January 2: Genesis 2
A Foundation for All of Life
This chapter is full of details that will echo throughout the rest of the Bible - and indeed your whole life. For instance, what is the nature and role of rest every seventh day (1-3)? Debates aside, we rest because God rested.
What is the role of a man in this world? It is to “work” the creation and “keep” it (15), “it” being the fruit his work bears, be it wealth or a woman, that first paycheck or a large inheritance, a family or a society. He works and keeps creation with authority over all other creation - that’s what the naming implies (19).
What about singleness? While some are are gifted for it (1 Cor. 7:7-8), in general “(i)t’s not good for man to be alone” (18). Singleness is usually a suffering, not a gift.
What is the relationship between a man and his wife? On the one hand, Adam was formed first, and she’s the helper. Yet she was formed not from his heel, but from his rib (22). There is both hierarchy and equality.
What is the attitude of God in all this? It is overflowing, jolly generosity. Note the first command God gives to man. Not a prohibition, but the command to feast:
And the Lord God commanded the man, saying, “You may surely eat of every tree of the garden . . .”

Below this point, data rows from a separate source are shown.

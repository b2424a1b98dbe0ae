pub mod error;
pub mod types;

pub use types::{EntityKind, Reference};
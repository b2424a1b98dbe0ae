use std::collections::BTreeMap;

use paysync_common::EntityKind;
use serde::{Deserialize, Serialize};
use serde_json::{Map, Value};

/// A source record mapped onto the fixed destination schema of its kind.
#[derive(Debug, Clone, PartialEq, Serialize, Deserialize)]
pub struct NormalizedRecord {
    pub kind: EntityKind,
    pub id: String,
    /// Reference column -> referenced id.
    pub references: BTreeMap<String, String>,
    pub fields: Map<String, Value>,
    /// Verbatim source payload, kept for forensic replay. `None` on placeholders.
    pub raw: Option<Value>,
    pub is_placeholder: bool,
}

impl NormalizedRecord {
    /// Minimal row that only exists to satisfy a foreign key.
    pub fn placeholder(kind: EntityKind, id: impl Into<String>, hints: Map<String, Value>) -> Self {
        let mut references = BTreeMap::new();
        let mut fields = Map::new();
        for (key, value) in hints {
            if value.is_null() {
                continue;
            }
            let is_reference = kind.references().iter().any(|r| r.column == key);
            match (is_reference, value) {
                (true, Value::String(s)) => {
                    references.insert(key, s);
                }
                (true, _) => {}
                (false, value) => {
                    fields.insert(key, value);
                }
            }
        }

        Self {
            kind,
            id: id.into(),
            references,
            fields,
            raw: None,
            is_placeholder: true,
        }
    }

    /// Merge-on-primary-key: non-null incoming fields overwrite, everything else is kept.
    pub fn merged_with(&self, incoming: &NormalizedRecord) -> NormalizedRecord {
        let mut fields = self.fields.clone();
        for (key, value) in &incoming.fields {
            if !value.is_null() {
                fields.insert(key.clone(), value.clone());
            }
        }

        let mut references = self.references.clone();
        references.extend(
            incoming
                .references
                .iter()
                .map(|(k, v)| (k.clone(), v.clone())),
        );

        NormalizedRecord {
            kind: self.kind,
            id: self.id.clone(),
            references,
            fields,
            raw: incoming.raw.clone().or_else(|| self.raw.clone()),
            is_placeholder: self.is_placeholder && incoming.is_placeholder,
        }
    }

    pub fn reference(&self, column: &str) -> Option<&str> {
        self.references.get(column).map(String::as_str)
    }
}

#[derive(Debug, Clone, Copy, PartialEq, Eq)]
pub enum UpsertOutcome {
    Inserted,
    Updated,
    Unchanged,
}
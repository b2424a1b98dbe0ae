use std::collections::BTreeMap;
use std::sync::Arc;

use chrono::{Datelike, Utc};
use futures::future::join_all;
use tokio::sync::Mutex;
use tokio_util::sync::CancellationToken;
use uuid::Uuid;

use crate::client::{PageSource, SourceWindow};
use crate::dates;
use crate::descriptor::normalize_record;
use crate::fetcher::{DrainState, FetchPosition, Fetcher};
use crate::resolver::DependencyResolver;
use crate::retry::{ConsecutiveErrors, Governor, RetryPolicy};
use crate::sink::UpsertSink;
use paysync_common::error::{PaysyncError, PaysyncResult};
use paysync_common::EntityKind;
use paysync_config::SyncConfig;
use paysync_db::records::models::UpsertOutcome;
use paysync_db::records::repositories::RecordRepository;
use paysync_db::sync::models::{
    Checkpoint, InProgressRun, PassProgress, PassStats, RunStatus, RunSummary,
};
use paysync_db::sync::repositories::{CheckpointOrigin, CheckpointStore};

#[derive(Debug, thiserror::Error)]
pub enum PassError {
    #[error("{0}")]
    Systemic(String),

    #[error("pass cancelled")]
    Cancelled,
}

/// Runs one synchronization: entity passes in dependency tiers, checkpointing
/// progress so an interrupted run resumes where it stopped.
pub struct Orchestrator<S, R, C> {
    config: SyncConfig,
    fetcher: Fetcher<S>,
    resolver: DependencyResolver<R>,
    sink: UpsertSink<R>,
    store: C,
    backfill: Option<SourceWindow>,
}

impl<S, R, C> Orchestrator<S, R, C>
where
    S: PageSource,
    R: RecordRepository + Clone,
    C: CheckpointStore,
{
    pub fn new(config: SyncConfig, source: Arc<S>, repo: R, store: C) -> PaysyncResult<Self> {
        let backfill = resolve_backfill(&config)?;
        let governor = Governor::new(RetryPolicy::from_config(&config.retry));
        let fetcher = Fetcher::new(source, governor.clone(), &config);
        let resolver = DependencyResolver::new(repo.clone(), governor.clone());
        let sink = UpsertSink::new(repo, resolver.clone(), governor);

        Ok(Self {
            config,
            fetcher,
            resolver,
            sink,
            store,
            backfill,
        })
    }

    pub async fn run(&self, cancel: CancellationToken) -> RunSummary {
        let loaded = self.store.load().await;
        let mut checkpoint = loaded.checkpoint;

        let run = match checkpoint.in_progress.clone() {
            Some(run) => {
                tracing::info!(
                    run_id = %run.run_id,
                    window_start = %run.window_start,
                    window_end = %run.window_end,
                    "resuming unfinished run"
                );
                run
            }
            None => self.new_run(&checkpoint),
        };
        checkpoint.in_progress = Some(run.clone());

        if let Err(e) = self.store.save(&checkpoint).await {
            if loaded.origin == CheckpointOrigin::Corrupt {
                let reason = format!("checkpoint is unreadable and cannot be rewritten: {e}");
                tracing::error!(error = %e, "checkpoint unusable, aborting run");
                return self.summarize(&run, &checkpoint, RunStatus::Aborted, Some(reason));
            }
            tracing::warn!(error = %e, "failed to save checkpoint, continuing");
        }

        tracing::info!(
            run_id = %run.run_id,
            window_start = %run.window_start,
            window_end = %run.window_end,
            backfill = run.backfill,
            entities = ?self.config.entities,
            "sync run started"
        );

        let shared = Mutex::new(checkpoint);
        let abort = cancel.child_token();
        let mut abort_reason: Option<String> = None;
        let mut drained = true;

        for tier in EntityKind::tiers(&self.config.entities) {
            if abort.is_cancelled() {
                drained = false;
                break;
            }

            let passes = tier
                .iter()
                .map(|kind| self.run_pass(*kind, &run, &shared, &abort));
            let results = join_all(passes).await;

            for (kind, result) in tier.iter().zip(results) {
                match result {
                    Ok(stats) => tracing::info!(
                        kind = %kind,
                        fetched = stats.fetched,
                        inserted = stats.inserted,
                        updated = stats.updated,
                        unchanged = stats.unchanged,
                        errors = stats.errors,
                        "pass completed"
                    ),
                    Err(PassError::Cancelled) => {
                        drained = false;
                        tracing::info!(kind = %kind, "pass interrupted");
                    }
                    Err(PassError::Systemic(reason)) => {
                        drained = false;
                        tracing::error!(kind = %kind, reason = %reason, "pass aborted");
                        abort_reason.get_or_insert(reason);
                    }
                }
            }
        }

        let status = match (&abort_reason, drained) {
            (Some(_), _) => RunStatus::Aborted,
            (None, false) => RunStatus::Interrupted,
            (None, true) => RunStatus::Completed,
        };

        let mut checkpoint = shared.lock().await;
        let summary = self.summarize(&run, &checkpoint, status, abort_reason);

        if status == RunStatus::Completed && run.backfill {
            if let Err(e) = self.store.clear().await {
                tracing::warn!(error = %e, "failed to clear checkpoint after backfill");
            }
        } else {
            if status == RunStatus::Completed {
                checkpoint.complete_run(summary.clone());
            } else {
                checkpoint.last_run = Some(summary.clone());
            }
            if let Err(e) = self.store.save(&checkpoint).await {
                tracing::warn!(error = %e, "failed to save final checkpoint");
            }
        }

        let totals = summary.totals();
        tracing::info!(
            run_id = %summary.run_id,
            status = ?summary.status,
            fetched = totals.fetched,
            inserted = totals.inserted,
            updated = totals.updated,
            unchanged = totals.unchanged,
            skipped = totals.skipped,
            errors = totals.errors,
            placeholders = totals.placeholders,
            "sync run finished"
        );
        summary
    }

    fn new_run(&self, checkpoint: &Checkpoint) -> InProgressRun {
        let now = Utc::now();
        let (window, backfill) = match self.backfill {
            Some(window) => (window, true),
            None => (SourceWindow::new(checkpoint.last_sync, now), false),
        };
        InProgressRun {
            run_id: Uuid::new_v4(),
            started_at: now,
            window_start: window.start,
            window_end: window.end,
            backfill,
            passes: BTreeMap::new(),
        }
    }

    async fn run_pass(
        &self,
        kind: EntityKind,
        run: &InProgressRun,
        shared: &Mutex<Checkpoint>,
        abort: &CancellationToken,
    ) -> Result<PassStats, PassError> {
        let previous = run.passes.get(&kind);
        let mut stats = previous.map(|p| p.stats).unwrap_or_default();
        let mut drain = match previous {
            Some(progress) => DrainState::resume(kind, run.window_end, progress),
            None => DrainState::start(kind, SourceWindow::new(run.window_start, run.window_end)),
        };
        if drain.is_done() {
            tracing::debug!(kind = %kind, "pass already drained");
            return Ok(stats);
        }

        tracing::info!(kind = %kind, resumed = previous.is_some(), "pass started");

        let reference_year = run.window_end.year();
        let mut consecutive = ConsecutiveErrors::new(self.config.retry.consecutive_error_threshold);
        let save_interval = self.config.checkpoint_interval_pages.max(1);
        let batch_size = self.config.write_batch_size.max(1);
        let mut pages_since_save: u32 = 0;
        let mut writes_since_pause: usize = 0;

        loop {
            if abort.is_cancelled() {
                return Err(PassError::Cancelled);
            }

            let fetched = tokio::select! {
                _ = abort.cancelled() => return Err(PassError::Cancelled),
                result = self.fetcher.next_page(&mut drain) => result,
            };
            let page = match fetched {
                Ok(Some(page)) => page,
                Ok(None) => break,
                Err(e) => return Err(systemic(abort, format!("{kind} source failed: {e}"))),
            };

            let mut prepared = Vec::with_capacity(page.records.len());
            for raw in &page.records {
                stats.fetched += 1;
                let normalized = normalize_record(kind, raw, reference_year);
                for diagnostic in &normalized.diagnostics {
                    tracing::warn!(
                        kind = %kind,
                        column = diagnostic.column,
                        raw = %diagnostic.raw,
                        "unrecognized value stored as null"
                    );
                }
                match normalized.prepared {
                    Some(p) => prepared.push(p),
                    None => {
                        stats.skipped += 1;
                        tracing::warn!(kind = %kind, "record without id skipped");
                    }
                }
            }

            match self.resolver.resolve_page(&prepared).await {
                Ok(created) => stats.placeholders += created,
                Err(e) => tracing::warn!(
                    kind = %kind,
                    error = %e,
                    "batch parent resolution failed, resolving per record"
                ),
            }

            for item in &prepared {
                match self.sink.apply(item).await {
                    Ok(applied) => {
                        match applied.outcome {
                            UpsertOutcome::Inserted => stats.inserted += 1,
                            UpsertOutcome::Updated => stats.updated += 1,
                            UpsertOutcome::Unchanged => stats.unchanged += 1,
                        }
                        stats.placeholders += applied.placeholders;
                        consecutive.record_success();
                    }
                    Err(e) => {
                        stats.errors += 1;
                        tracing::warn!(
                            kind = %kind,
                            id = %item.record.id,
                            error = %e,
                            "failed to upsert record"
                        );
                        if let Err(limit) = consecutive.record_failure() {
                            return Err(systemic(abort, format!("{kind}: {limit}")));
                        }
                    }
                }

                writes_since_pause += 1;
                if writes_since_pause >= batch_size {
                    writes_since_pause = 0;
                    if !self.config.batch_pause.is_zero() {
                        tokio::time::sleep(self.config.batch_pause).await;
                    }
                }
            }

            pages_since_save += 1;
            let save = pages_since_save >= save_interval;
            if save {
                pages_since_save = 0;
            }
            self.record_progress(shared, kind, page.position, stats, save)
                .await;
        }

        self.record_progress(shared, kind, drain.position(), stats, true)
            .await;
        Ok(stats)
    }

    async fn record_progress(
        &self,
        shared: &Mutex<Checkpoint>,
        kind: EntityKind,
        position: FetchPosition,
        stats: PassStats,
        save: bool,
    ) {
        let mut checkpoint = shared.lock().await;
        if let Some(run) = checkpoint.in_progress.as_mut() {
            run.passes.insert(
                kind,
                PassProgress {
                    leaf_start: position.leaf_start,
                    leaf_end: position.leaf_end,
                    cursor: position.cursor,
                    completed: position.completed,
                    stats,
                },
            );
        }
        if save {
            if let Err(e) = self.store.save(&checkpoint).await {
                tracing::warn!(kind = %kind, error = %e, "failed to save checkpoint, continuing");
            }
        }
    }

    fn summarize(
        &self,
        run: &InProgressRun,
        checkpoint: &Checkpoint,
        status: RunStatus,
        abort_reason: Option<String>,
    ) -> RunSummary {
        let progress = checkpoint.in_progress.as_ref().map(|r| &r.passes);
        let passes = self
            .config
            .entities
            .iter()
            .map(|kind| {
                let stats = progress
                    .and_then(|p| p.get(kind))
                    .map(|p| p.stats)
                    .unwrap_or_default();
                (*kind, stats)
            })
            .collect();

        RunSummary {
            run_id: run.run_id,
            status,
            started_at: run.started_at,
            finished_at: Utc::now(),
            window_start: run.window_start,
            window_end: run.window_end,
            passes,
            abort_reason,
        }
    }
}

fn systemic(abort: &CancellationToken, reason: String) -> PassError {
    abort.cancel();
    PassError::Systemic(reason)
}

/// Resolve the configured backfill bounds. The end defaults to now.
pub fn resolve_backfill(config: &SyncConfig) -> PaysyncResult<Option<SourceWindow>> {
    let Some(raw_start) = config.backfill_start.as_deref() else {
        return Ok(None);
    };
    let start = dates::normalize_now(Some(raw_start)).ok_or_else(|| {
        PaysyncError::Config(format!("PAYSYNC_BACKFILL_START is not a date: {raw_start}"))
    })?;
    let end = match config.backfill_end.as_deref() {
        Some(raw_end) => dates::normalize_now(Some(raw_end)).ok_or_else(|| {
            PaysyncError::Config(format!("PAYSYNC_BACKFILL_END is not a date: {raw_end}"))
        })?,
        None => Utc::now(),
    };
    if start >= end {
        return Err(PaysyncError::Config(format!(
            "backfill window is empty: {start} >= {end}"
        )));
    }
    Ok(Some(SourceWindow::new(start, end)))
}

No wonder almost every religious season God will later command will be a feast.
And surely God was generous to man when He made woman, not least with the beauty He vested her with. Ancient Hebrew had no word for “best.” Instead you would say this is the “X of X.” So Adam exclaims about Eve:
. . . bone of my bone and flesh of my flesh!
She’s like me, but . . . really improved!
Yet one geographic detail touches on the Bible’s central theme. There is Eden, and within Eden, east of Eden, God placed the Garden (8). And within the Garden He planted the Tree of Life (9) and the Tree of Good and Evil. Adam and Even would eat of the second tree, and be expelled. So the Jewish temple would take on this same geographic shape. The temple signified man’s way back to God, back to Eden.
Thus Jesus would one day hang on a tree of death, transforming it by his resurrection into a new Tree of Life. At that moment the temple curtain was torn in two, and the way back to Eden was opened. All that’s required of those who return is to eat of that new Tree of Life, by faith in Christ. He is our new and better Adam.